Gus Walz & neurodivergent voices show us the humanity we need
Neurodivergent & disabled folk remind us how to be human (& not psychotic robots)
Admit it. You cried when you saw Tim Walz’s son Gus tear up at his dad’s speech at the DNC Wednesday night. Unless you were one of the psychopaths who mocked his tears.
The trolling underscored how mainstream Anglo-America still stigmatizes disability, neurodivergence, and feelings. Diversity, Equity, and Inclusion (DEI) are dirty words in some circles. Trump has mocked disabled reporters and said disabled people should die. When I lived and taught in conservative Orange County, parents argued with me about why so much money was spent on special education. (They also threatened me and my colleagues with “Remember who pays your salary.”)
As the mother of a disabled, autistic daughter, I will advocate ‘til I’m blue in the face. As a mom to a middle school boy, I also have a front-row seat to mainstream American culture. I see my son’s desire to shed all traces of sensitivity so he feels safe. I see how weakness and nonconformity get you bullied. His sister, to his lament, doesn’t typically try to hide her differences.
When Trump was elected president after saying John McCain wasn’t a war hero because he got captured, I worried about the message we were teaching our kids. When Trump claimed that people who died in the war were “losers” and suckers,” I wondered how to explain to my kids how a bully psychopath ascended to the most powerful position in the land.
My son quickly learned that power and dominance mean safety. Disabled and neurodivergent people typically enjoy neither power nor dominance. As a hypersensitive, neurodivergent child, I also hid in the bathrooms during P.E. Yet, we need non-normies more than ever now to show us a way out of the mess we’ve gotten ourselves into.

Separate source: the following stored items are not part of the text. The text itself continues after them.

//! Shared application router builder.
//!
//! Provides [`build_app_router`] so both the production binary (`main.rs`)
//! and integration tests (`tests/common/mod.rs`) use the exact same
//! middleware stack.

use std::time::Duration;

use axum::http::header::{AUTHORIZATION, CONTENT_TYPE};
use axum::http::{HeaderName, Method, StatusCode};
use axum::Router;
use tower_http::catch_panic::CatchPanicLayer;
use tower_http::cors::CorsLayer;
use tower_http::request_id::{MakeRequestUuid, PropagateRequestIdLayer, SetRequestIdLayer};
use tower_http::services::ServeDir;
use tower_http::timeout::TimeoutLayer;
use tower_http::trace::{DefaultMakeSpan, DefaultOnResponse, TraceLayer};
use tracing::Level;

use crate::config::ServerConfig;
use crate::routes;
use crate::state::AppState;

/// Build the full application [`Router`] with all middleware layers.
///
/// The middleware stack is applied bottom-up:
///
/// 1. CORS
/// 2. Set request ID on incoming requests
/// 3. Structured request/response tracing
/// 4. Propagate request ID to response
/// 5. Request timeout
/// 6. Panic recovery (catch panics, return 500)
pub fn build_app_router(state: AppState, config: &ServerConfig) -> Router {
    let cors = build_cors_layer(config);
    let request_id_header = HeaderName::from_static("x-request-id");

    Router::new()
        // Health check at root level (not under /api/v1).
        .merge(routes::health::routes())
        // API v1 routes.
        .nest("/api/v1", routes::api_routes())
        // Uploaded category images, served straight from the object store.
        .nest_service(
            &config.media_public_base,
            ServeDir::new(state.store.root()),
        )
        // Built public-site frontend; unmatched paths fall through here.
        .fallback_service(ServeDir::new(&config.public_dir))
        // -- Middleware stack (applied bottom-up) --
        // Panic recovery: catch panics and return 500.
        .layer(CatchPanicLayer::new())
        // Request timeout.
        .layer(TimeoutLayer::with_status_code(
            StatusCode::REQUEST_TIMEOUT,
            Duration::from_secs(config.request_timeout_secs),
        ))
        // Propagate request ID to response.
        .layer(PropagateRequestIdLayer::new(request_id_header.clone()))
        // Structured request/response tracing.
        .layer(
            TraceLayer::new_for_http()
                .make_span_with(DefaultMakeSpan::new().level(Level::INFO))
                .on_response(DefaultOnResponse::new().level(Level::INFO)),
        )
        // Set request ID on incoming requests.
        .layer(SetRequestIdLayer::new(request_id_header, MakeRequestUuid))
        // CORS.
        .layer(cors)
        // Shared state.
        .with_state(state)
}

/// Build the CORS middleware layer from server configuration.
///
/// Panics at startup if any configured origin is invalid, which is the
/// desired behaviour -- we want misconfiguration to fail fast.
pub fn build_cors_layer(config: &ServerConfig) -> CorsLayer {
    let origins: Vec<_> = config
        .cors_origins
        .iter()
        .map(|o| {
            o.parse()
                .unwrap_or_else(|e| panic!("Invalid CORS origin '{o}': {e}"))
        })
        .collect();

    CorsLayer::new()
        .allow_origin(origins)
        .allow_methods([Method::GET, Method::POST, Method::PUT, Method::DELETE])
        .allow_headers([CONTENT_TYPE, AUTHORIZATION])
        .allow_credentials(true)
        .max_age(Duration::from_secs(3600))
}
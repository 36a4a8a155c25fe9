//! Volunteer entity model and DTOs.

use serde::{Deserialize, Serialize};
use sqlx::FromRow;

use khayr_core::types::{DbId, Timestamp};

/// A volunteer row from the `volunteers` table.
#[derive(Debug, Clone, FromRow, Serialize)]
pub struct Volunteer {
    pub id: DbId,
    pub name: String,
    pub age: Option<i32>,
    pub phone: Option<String>,
    pub working_area: Option<String>,
    pub notes: Option<String>,
    pub created_at: Timestamp,
    pub updated_at: Timestamp,
}

/// DTO for creating a new volunteer. Only the name is required.
#[derive(Debug, Deserialize)]
pub struct CreateVolunteer {
    pub name: String,
    pub age: Option<i32>,
    pub phone: Option<String>,
    pub working_area: Option<String>,
    pub notes: Option<String>,
}

/// DTO for updating an existing volunteer. All fields are optional.
#[derive(Debug, Deserialize)]
pub struct UpdateVolunteer {
    pub name: Option<String>,
    pub age: Option<i32>,
    pub phone: Option<String>,
    pub working_area: Option<String>,
    pub notes: Option<String>,
}
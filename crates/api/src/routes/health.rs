//! Health check endpoint. Lives outside `/api/v1` so load balancers can
//! probe a stable path.

use axum::extract::State;
use axum::http::StatusCode;
use axum::routing::get;
use axum::{Json, Router};
use serde_json::json;

use crate::state::AppState;

pub fn routes() -> Router<AppState> {
    Router::new().route("/health", get(health))
}

/// GET /health
///
/// Returns 200 when the database responds, 503 otherwise.
async fn health(State(state): State<AppState>) -> (StatusCode, Json<serde_json::Value>) {
    match khayr_db::health_check(&state.pool).await {
        Ok(()) => (StatusCode::OK, Json(json!({ "status": "ok" }))),
        Err(e) => {
            tracing::error!(error = %e, "Health check failed");
            (
                StatusCode::SERVICE_UNAVAILABLE,
                Json(json!({ "status": "unavailable" })),
            )
        }
    }
}
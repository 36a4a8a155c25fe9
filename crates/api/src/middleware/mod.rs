//! Request extractors enforcing authentication and authorization.

pub mod auth;
pub mod rbac;
use axum::routing::get;
use axum::Router;

use crate::handlers::geocode;
use crate::state::AppState;

pub fn routes() -> Router<AppState> {
    Router::new()
        .route("/geocode/search", get(geocode::search))
        .route("/geocode/reverse", get(geocode::reverse))
}
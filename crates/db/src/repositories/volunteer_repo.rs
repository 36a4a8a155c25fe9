//! Repository for the `volunteers` table.

use sqlx::PgPool;

use khayr_core::types::DbId;

use crate::models::volunteer::{CreateVolunteer, UpdateVolunteer, Volunteer};

/// Column list shared across queries to avoid repetition.
const COLUMNS: &str = "id, name, age, phone, working_area, notes, created_at, updated_at";

/// Provides CRUD operations for volunteers.
pub struct VolunteerRepo;

impl VolunteerRepo {
    /// Insert a new volunteer, returning the created row.
    pub async fn create(pool: &PgPool, input: &CreateVolunteer) -> Result<Volunteer, sqlx::Error> {
        let query = format!(
            "INSERT INTO volunteers (name, age, phone, working_area, notes)
             VALUES ($1, $2, $3, $4, $5)
             RETURNING {COLUMNS}"
        );
        sqlx::query_as::<_, Volunteer>(&query)
            .bind(&input.name)
            .bind(input.age)
            .bind(&input.phone)
            .bind(&input.working_area)
            .bind(&input.notes)
            .fetch_one(pool)
            .await
    }

    /// Find a volunteer by ID.
    pub async fn find_by_id(pool: &PgPool, id: DbId) -> Result<Option<Volunteer>, sqlx::Error> {
        let query = format!("SELECT {COLUMNS} FROM volunteers WHERE id = $1");
        sqlx::query_as::<_, Volunteer>(&query)
            .bind(id)
            .fetch_optional(pool)
            .await
    }

    /// List all volunteers, newest first.
    pub async fn list(pool: &PgPool) -> Result<Vec<Volunteer>, sqlx::Error> {
        let query = format!("SELECT {COLUMNS} FROM volunteers ORDER BY created_at DESC");
        sqlx::query_as::<_, Volunteer>(&query).fetch_all(pool).await
    }

    /// Update a volunteer. Only non-`None` fields in `input` are applied.
    ///
    /// Returns `None` if no row with the given `id` exists.
    pub async fn update(
        pool: &PgPool,
        id: DbId,
        input: &UpdateVolunteer,
    ) -> Result<Option<Volunteer>, sqlx::Error> {
        let query = format!(
            "UPDATE volunteers SET
                name = COALESCE($2, name),
                age = COALESCE($3, age),
                phone = COALESCE($4, phone),
                working_area = COALESCE($5, working_area),
                notes = COALESCE($6, notes)
             WHERE id = $1
             RETURNING {COLUMNS}"
        );
        sqlx::query_as::<_, Volunteer>(&query)
            .bind(id)
            .bind(&input.name)
            .bind(input.age)
            .bind(&input.phone)
            .bind(&input.working_area)
            .bind(&input.notes)
            .fetch_optional(pool)
            .await
    }

    /// Delete a volunteer. Assignments referencing them cascade.
    ///
    /// Returns `true` if a row was deleted.
    pub async fn delete(pool: &PgPool, id: DbId) -> Result<bool, sqlx::Error> {
        let result = sqlx::query("DELETE FROM volunteers WHERE id = $1")
            .bind(id)
            .execute(pool)
            .await?;
        Ok(result.rows_affected() > 0)
    }
}
use axum::http::StatusCode;
use axum::response::{IntoResponse, Response};
use serde_json::json;

use khayr_core::error::CoreError;
use khayr_geo::GeoError;
use khayr_storage::StorageError;

/// Application-level error type for HTTP handlers.
///
/// Wraps [`CoreError`] for domain errors and adds HTTP-specific variants.
/// Implements [`IntoResponse`] to produce consistent JSON error responses.
#[derive(Debug, thiserror::Error)]
pub enum AppError {
    /// A domain-level error from `khayr_core`.
    #[error(transparent)]
    Core(#[from] CoreError),

    /// A database error from sqlx.
    #[error("Database error: {0}")]
    Database(#[from] sqlx::Error),

    /// An object-store error.
    #[error("Storage error: {0}")]
    Storage(#[from] StorageError),

    /// A geocoding-service error.
    #[error("Geocoding error: {0}")]
    Geocoding(#[from] GeoError),

    /// A bad request with a human-readable message.
    #[error("Bad request: {0}")]
    BadRequest(String),

    /// An internal error with a human-readable message.
    #[error("Internal error: {0}")]
    InternalError(String),
}

/// Convenience type alias for handler return values.
pub type AppResult<T> = Result<T, AppError>;

impl IntoResponse for AppError {
    fn into_response(self) -> Response {
        let (status, code, message) = match &self {
            // --- CoreError variants ---
            AppError::Core(core) => match core {
                CoreError::NotFound { entity, id } => (
                    StatusCode::NOT_FOUND,
                    "NOT_FOUND",
                    format!("{entity} with id {id} not found"),
                ),
                CoreError::Validation(msg) => {
                    (StatusCode::BAD_REQUEST, "VALIDATION_ERROR", msg.clone())
                }
                CoreError::Conflict(msg) => (StatusCode::CONFLICT, "CONFLICT", msg.clone()),
                CoreError::Unauthorized(msg) => {
                    (StatusCode::UNAUTHORIZED, "UNAUTHORIZED", msg.clone())
                }
                CoreError::Forbidden(msg) => (StatusCode::FORBIDDEN, "FORBIDDEN", msg.clone()),
                CoreError::Internal(msg) => {
                    tracing::error!(error = %msg, "Internal core error");
                    (
                        StatusCode::INTERNAL_SERVER_ERROR,
                        "INTERNAL_ERROR",
                        "An internal error occurred".to_string(),
                    )
                }
            },

            // --- Database errors ---
            AppError::Database(err) => classify_sqlx_error(err),

            // --- Object store errors ---
            AppError::Storage(err) => {
                tracing::error!(error = %err, "Object store error");
                (
                    StatusCode::INTERNAL_SERVER_ERROR,
                    "STORAGE_ERROR",
                    "A storage error occurred".to_string(),
                )
            }

            // --- Geocoding errors: the upstream service failed, not us ---
            AppError::Geocoding(err) => {
                tracing::warn!(error = %err, "Geocoding service error");
                (
                    StatusCode::BAD_GATEWAY,
                    "GEOCODING_FAILED",
                    "The geocoding service could not be reached".to_string(),
                )
            }

            // --- HTTP-specific errors ---
            AppError::BadRequest(msg) => (StatusCode::BAD_REQUEST, "BAD_REQUEST", msg.clone()),
            AppError::InternalError(msg) => {
                tracing::error!(error = %msg, "Internal error");
                (
                    StatusCode::INTERNAL_SERVER_ERROR,
                    "INTERNAL_ERROR",
                    "An internal error occurred".to_string(),
                )
            }
        };

        let body = json!({
            "error": message,
            "code": code,
        });

        (status, axum::Json(body)).into_response()
    }
}

/// Classify a sqlx error into an HTTP status, error code, and message.
///
/// - `RowNotFound` maps to 404.
/// - Unique constraint violations (constraint name starting with `uq_`) map
///   to 409.
/// - Foreign-key violations map to 400 (the referenced record is gone).
/// - Everything else maps to 500 with a sanitized message.
fn classify_sqlx_error(err: &sqlx::Error) -> (StatusCode, &'static str, String) {
    match err {
        sqlx::Error::RowNotFound => (
            StatusCode::NOT_FOUND,
            "NOT_FOUND",
            "Resource not found".to_string(),
        ),
        sqlx::Error::Database(db_err) => {
            // PostgreSQL unique constraint violation: error code 23505
            if db_err.code().as_deref() == Some("23505") {
                let constraint = db_err.constraint().unwrap_or("unknown");
                if constraint.starts_with("uq_") {
                    return (
                        StatusCode::CONFLICT,
                        "CONFLICT",
                        format!("Duplicate value violates unique constraint: {constraint}"),
                    );
                }
            }
            // Foreign key violation: error code 23503
            if db_err.code().as_deref() == Some("23503") {
                return (
                    StatusCode::BAD_REQUEST,
                    "INVALID_REFERENCE",
                    "A referenced record does not exist".to_string(),
                );
            }
            tracing::error!(error = %db_err, "Database error");
            (
                StatusCode::INTERNAL_SERVER_ERROR,
                "INTERNAL_ERROR",
                "An internal error occurred".to_string(),
            )
        }
        other => {
            tracing::error!(error = %other, "Database error");
            (
                StatusCode::INTERNAL_SERVER_ERROR,
                "INTERNAL_ERROR",
                "An internal error occurred".to_string(),
            )
        }
    }
}
//! Repository for the `users` table.

use sqlx::PgPool;

use khayr_core::types::{DbId, Timestamp};

use crate::models::user::{CreateUser, UpdateUser, User};

/// Column list shared across queries to avoid repetition.
const COLUMNS: &str = "id, email, display_name, password_hash, role_id, is_active, \
                        failed_login_count, locked_until, last_login_at, created_at, updated_at";

/// Provides CRUD operations for users.
pub struct UserRepo;

impl UserRepo {
    /// Insert a new user, returning the created row.
    pub async fn create(pool: &PgPool, input: &CreateUser) -> Result<User, sqlx::Error> {
        let query = format!(
            "INSERT INTO users (email, display_name, password_hash, role_id)
             VALUES ($1, $2, $3, $4)
             RETURNING {COLUMNS}"
        );
        sqlx::query_as::<_, User>(&query)
            .bind(&input.email)
            .bind(&input.display_name)
            .bind(&input.password_hash)
            .bind(input.role_id)
            .fetch_one(pool)
            .await
    }

    /// Find a user by internal ID.
    pub async fn find_by_id(pool: &PgPool, id: DbId) -> Result<Option<User>, sqlx::Error> {
        let query = format!("SELECT {COLUMNS} FROM users WHERE id = $1");
        sqlx::query_as::<_, User>(&query)
            .bind(id)
            .fetch_optional(pool)
            .await
    }

    /// Find a user by email (case-sensitive).
    pub async fn find_by_email(pool: &PgPool, email: &str) -> Result<Option<User>, sqlx::Error> {
        let query = format!("SELECT {COLUMNS} FROM users WHERE email = $1");
        sqlx::query_as::<_, User>(&query)
            .bind(email)
            .fetch_optional(pool)
            .await
    }

    /// List all users ordered by most recently created first.
    pub async fn list(pool: &PgPool) -> Result<Vec<User>, sqlx::Error> {
        let query = format!("SELECT {COLUMNS} FROM users ORDER BY created_at DESC");
        sqlx::query_as::<_, User>(&query).fetch_all(pool).await
    }

    /// Total number of users. Drives first-run admin bootstrapping.
    pub async fn count(pool: &PgPool) -> Result<i64, sqlx::Error> {
        sqlx::query_scalar("SELECT COUNT(*) FROM users")
            .fetch_one(pool)
            .await
    }

    /// Update a user. Only non-`None` fields in `input` are applied.
    ///
    /// Returns `None` if no row with the given `id` exists.
    pub async fn update(
        pool: &PgPool,
        id: DbId,
        input: &UpdateUser,
    ) -> Result<Option<User>, sqlx::Error> {
        let query = format!(
            "UPDATE users SET
                email = COALESCE($2, email),
                display_name = COALESCE($3, display_name),
                role_id = COALESCE($4, role_id),
                is_active = COALESCE($5, is_active)
             WHERE id = $1
             RETURNING {COLUMNS}"
        );
        sqlx::query_as::<_, User>(&query)
            .bind(id)
            .bind(&input.email)
            .bind(&input.display_name)
            .bind(input.role_id)
            .bind(input.is_active)
            .fetch_optional(pool)
            .await
    }

    /// Soft-deactivate a user by setting `is_active = false`.
    ///
    /// Returns `true` if the row was updated.
    pub async fn deactivate(pool: &PgPool, id: DbId) -> Result<bool, sqlx::Error> {
        let result =
            sqlx::query("UPDATE users SET is_active = false WHERE id = $1 AND is_active = true")
                .bind(id)
                .execute(pool)
                .await?;
        Ok(result.rows_affected() > 0)
    }

    /// Increment the failed login counter by 1.
    pub async fn increment_failed_login(pool: &PgPool, id: DbId) -> Result<(), sqlx::Error> {
        sqlx::query("UPDATE users SET failed_login_count = failed_login_count + 1 WHERE id = $1")
            .bind(id)
            .execute(pool)
            .await?;
        Ok(())
    }

    /// Lock a user account until the specified timestamp.
    pub async fn lock_account(
        pool: &PgPool,
        id: DbId,
        until: Timestamp,
    ) -> Result<(), sqlx::Error> {
        sqlx::query("UPDATE users SET locked_until = $2 WHERE id = $1")
            .bind(id)
            .bind(until)
            .execute(pool)
            .await?;
        Ok(())
    }

    /// Record a successful login: reset `failed_login_count` to 0, clear
    /// `locked_until`, and set `last_login_at` to now.
    pub async fn record_successful_login(pool: &PgPool, id: DbId) -> Result<(), sqlx::Error> {
        sqlx::query(
            "UPDATE users SET
                failed_login_count = 0,
                locked_until = NULL,
                last_login_at = NOW()
             WHERE id = $1",
        )
        .bind(id)
        .execute(pool)
        .await?;
        Ok(())
    }

    /// Update a user's password hash. Returns `true` if the row was updated.
    pub async fn update_password(
        pool: &PgPool,
        id: DbId,
        password_hash: &str,
    ) -> Result<bool, sqlx::Error> {
        let result = sqlx::query("UPDATE users SET password_hash = $2 WHERE id = $1")
            .bind(id)
            .bind(password_hash)
            .execute(pool)
            .await?;
        Ok(result.rows_affected() > 0)
    }
}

Like Walz, I’ve said my child’s autism is her secret power. Now I know that such words can be harmful in that they minimize the real struggle disabled and neurodivergent people go through. But I also believe my daughter’s sensitivity, empathy, and stick-to-it-ness are what the world needs to solve many of its problems.
Mainstream American culture prioritizes neurotypical traits that perpetuate the hamster wheel of capitalism: competitiveness, extroversion, lack of emotion, hustle culture, rationalism, and linear thought. However, we need my daughter’s and Gus Walz’s sensitivity to sense when things are off or unsafe. We need my daughter’s rock-like stubbornness to work hard on a project until it is finished. We must cultivate empathy and stop the myth that we are all independent, siloed parts. Because when we take care of each other, we take care of ourselves.
It’s hard to be physically and emotionally sensitive, medically fragile, feeling everyone’s pain and the suffering of the world. More than one time, I’ve wished away my neurodivergent “gifts.” But empathy and sensitivity keep us whole and human. If we lose that, then how are we any different from the robots who might one day enslave us?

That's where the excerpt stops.